Amusing that you cited a forum post in the comments.

Anyway I am sitting here thinking this looks like classic introduce you to how to adapt your program territory a la fizzbuzz



Then trying to imagine what the obvious expansions will be, guessing more than 99 numbers and all of a sudden a few different categories or overlapping ones. You may also be asked to translate it to another language and having to pull all the strings out of that to translate might be seen as bad form but don't worry about that one too much yet.

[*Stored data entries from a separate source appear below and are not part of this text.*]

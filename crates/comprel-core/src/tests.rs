#[cfg(test)]
mod estimator_scenarios {
    use approx::assert_relative_eq;

    use crate::box_filter::BoxFilter;
    use crate::estimator::{completeness, reliability, estimate_all_modes, CompletenessEstimator};
    use crate::types::*;
    use crate::QueryError;

    /// Helper: a catalog row with every observable present.
    fn star(period: f64, power: f64, tmag: f64, snr: f64, status: &str) -> CatalogRow {
        CatalogRow {
            true_period: period,
            power: Some(power),
            magnitude: Some(tmag),
            snr: Some(snr),
            status: Status::from(status),
        }
    }

    /// Helper: five stars, four of them in the 9 +/- 1 day box at ls ~ 0.1.
    fn five_star_catalog() -> Catalog {
        vec![
            star(8.5, 0.10, 10.0, 5.0, "match"),
            star(9.0, 0.11, 10.5, 6.0, "match"),
            star(9.4, 0.09, 11.0, 7.0, "match"),
            star(9.6, 0.12, 11.5, 3.0, "not_recovered"),
            star(15.0, 0.10, 12.0, 9.0, "match"),
        ]
        .into_iter()
        .collect()
    }

    fn rand_like(seed: u64) -> f64 {
        (seed.wrapping_mul(6364136223846793005).wrapping_add(1442695040888963407) >> 33) as f64
            / (1u64 << 31) as f64
    }

    /// Helper: a deterministic pseudo-random catalog of `n` stars.
    fn synthetic_catalog(n: u64) -> Catalog {
        let labels = ["match", "alias", "not_recovered", "half_alias"];
        (0..n)
            .map(|i| CatalogRow {
                true_period: 0.2 + rand_like(i) * 20.0,
                power: if i % 7 == 0 { None } else { Some(rand_like(i + 1000)) },
                magnitude: Some(6.0 + rand_like(i + 2000) * 10.0),
                snr: if i % 11 == 0 { Some(f64::NAN) } else { Some(rand_like(i + 3000) * 30.0) },
                status: Status::from(labels[(i % 4) as usize]),
            })
            .collect()
    }

    #[test]
    fn test_five_star_reliability_by_mode() {
        let catalog = five_star_catalog();
        let query = Query::new(9.0, Mode::Match).with_power(0.1, Window::new(0.05, 0.05));

        assert_eq!(BoxFilter::full(&query).apply(&catalog).len(), 4);

        let r_match = reliability(&catalog, &query).unwrap().unwrap();
        let r_recovery = reliability(&catalog, &query.clone().with_mode(Mode::Recovery))
            .unwrap()
            .unwrap();
        let r_alias = reliability(&catalog, &query.clone().with_mode(Mode::Alias))
            .unwrap()
            .unwrap();

        assert_relative_eq!(r_match, 0.75);
        assert_relative_eq!(r_recovery, 0.75);
        assert_relative_eq!(r_alias, 0.0);
    }

    #[test]
    fn test_invalid_period_rejected() {
        let catalog = five_star_catalog();
        let query = Query::new(0.1, Mode::Match).with_power(0.1, Window::symmetric(0.05));
        assert_eq!(reliability(&catalog, &query), Err(QueryError::InvalidPeriod(0.1)));
        assert_eq!(completeness(&catalog, &query), Err(QueryError::InvalidPeriod(0.1)));
    }

    #[test]
    fn test_no_auxiliary_rejected() {
        let catalog = five_star_catalog();
        let query = Query::new(9.0, Mode::Match);
        assert_eq!(reliability(&catalog, &query), Err(QueryError::NoAuxiliaryParameter));
        assert_eq!(completeness(&catalog, &query), Err(QueryError::NoAuxiliaryParameter));
    }

    #[test]
    fn test_box_size_floor() {
        let two = vec![
            star(9.0, 0.1, 10.0, 5.0, "match"),
            star(9.1, 0.1, 10.0, 5.0, "match"),
        ];
        let mut three = two.clone();
        three.push(star(9.2, 0.1, 10.0, 5.0, "alias"));

        let query = Query::new(9.0, Mode::Match).with_power(0.1, Window::symmetric(0.05));

        let two: Catalog = two.into_iter().collect();
        assert_eq!(reliability(&two, &query).unwrap(), None);
        assert_eq!(completeness(&two, &query).unwrap(), None);

        let three: Catalog = three.into_iter().collect();
        assert_relative_eq!(reliability(&three, &query).unwrap().unwrap(), 2.0 / 3.0);
        assert_relative_eq!(completeness(&three, &query).unwrap().unwrap(), 2.0 / 3.0);
    }

    #[test]
    fn test_wide_auxiliary_window_makes_estimators_agree() {
        let catalog = synthetic_catalog(400);
        for period in [1.0, 4.5, 9.0, 13.0, 18.5] {
            for mode in Mode::ALL {
                let query = Query::new(period, mode).with_magnitude(11.0, Window::symmetric(1e6));
                assert_eq!(
                    reliability(&catalog, &query).unwrap(),
                    completeness(&catalog, &query).unwrap(),
                    "period {period} mode {mode}"
                );
            }
        }
    }

    #[test]
    fn test_results_are_bounded_ratios() {
        let catalog = synthetic_catalog(500);
        for i in 1..40 {
            let period = 0.5 * i as f64;
            if period >= MAX_INPUT_PERIOD {
                break;
            }
            let template = Query::new(period, Mode::Match)
                .with_power(0.5, Window::symmetric(0.3))
                .with_snr(15.0, Window::new(10.0, 5.0));

            for triple in [
                estimate_all_modes(&crate::ReliabilityEstimator, &catalog, &template).unwrap(),
                estimate_all_modes(&CompletenessEstimator, &catalog, &template).unwrap(),
            ] {
                for mode in Mode::ALL {
                    if let Some(v) = triple.get(mode) {
                        assert!(!v.is_nan());
                        assert!((0.0..=1.0).contains(&v), "{v} out of range");
                    }
                }
            }
        }
    }

    #[test]
    fn test_widening_windows_never_shrinks_box() {
        let catalog = synthetic_catalog(300);
        let mut previous = 0;
        for step in 0..20 {
            let w = 0.05 * step as f64;
            let query = Query::new(10.0, Mode::Match)
                .with_period_window(Window::new(w * 4.0, w * 3.0))
                .with_power(0.5, Window::new(w, w / 2.0))
                .with_magnitude(11.0, Window::symmetric(w * 10.0));
            let size = BoxFilter::full(&query).apply(&catalog).len();
            assert!(size >= previous, "box shrank from {previous} to {size} at step {step}");
            previous = size;
        }
        assert!(previous > 0);
    }

    #[test]
    fn test_repeated_queries_are_identical() {
        let catalog = synthetic_catalog(200);
        let query = Query::new(7.0, Mode::Recovery)
            .with_power(0.4, Window::symmetric(0.4))
            .with_magnitude(11.0, Window::symmetric(5.0));

        let first = (reliability(&catalog, &query), completeness(&catalog, &query));
        let second = (reliability(&catalog, &query), completeness(&catalog, &query));
        assert_eq!(first, second);
        assert!(first.0.unwrap().is_some());
    }

    #[test]
    fn test_completeness_never_exceeds_recovery_in_period() {
        let catalog = synthetic_catalog(400);
        let query = Query::new(12.0, Mode::Recovery).with_snr(12.0, Window::symmetric(6.0));
        let all_in_period = BoxFilter::period(&query).apply(&catalog);
        let recovered = all_in_period
            .iter()
            .filter(|r| r.status != Status::NotRecovered)
            .count();
        let c = completeness(&catalog, &query).unwrap().unwrap();
        assert!(c <= recovered as f64 / all_in_period.len() as f64);
    }
}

Also, and this is why my haziness with c# will come to the fore, do you not have to exit the program properly? Most starting to program courses will try to drill that into you for a reason.


----------



## Noctosphere (Sep 3, 2017)

FAST6191 said:


> Amusing that you cited a forum post in the comments.
> 
> Anyway I am sitting here thinking this looks like classic introduce you to how to adapt your program territory a la fizzbuzz
> 
> ...



not sure to understand what you mean


----------



## FAST6191 (Sep 3, 2017)

The way the program you have now will do what you set out to do. However in real life someone will have another idea about what to do next and you get to implement it, or perhaps you get to implement it on someone else's code that is no longer with the company (making new things is easy and you can get any intern to do that, the ability to be repairing and improving old things is what means you still keep your job when everybody else is being made redundant.

The video above explains the general idea of why you want to program that way all far more clearly but the next step would be something like to change the numbers to between 0 and 133 or something but keep the 33 ranges for groupings (basically another group added) which is fine as it is just another few lines of code, however if you had kicked it to a variable you declared at the top it would be far easier. If instead of just another group I had asked to go to 1000 in groups of 33 you would be there for ages, or at best playing with a spreadsheet to do it for you. Another might be 1000 groups of 33 and another check to tell whether the numbers are odd or even.
I am probably jumping the gun though, bad habit of mine in threads like these. On the other hand if in the next lesson, or the lesson after you get asked that you will be able to sit there with a knowing smile.

In C you would do a return 0 or a proper exit command, however I am not sure for C# and the quick search I did before that did not reveal much more. Not so important for this as the entire functionality (give or take the random nature of it) is there and easily testable, for bigger programs the fact it did not exit cleanly (and maybe crashed instead) is your first clue something is wrong.


----------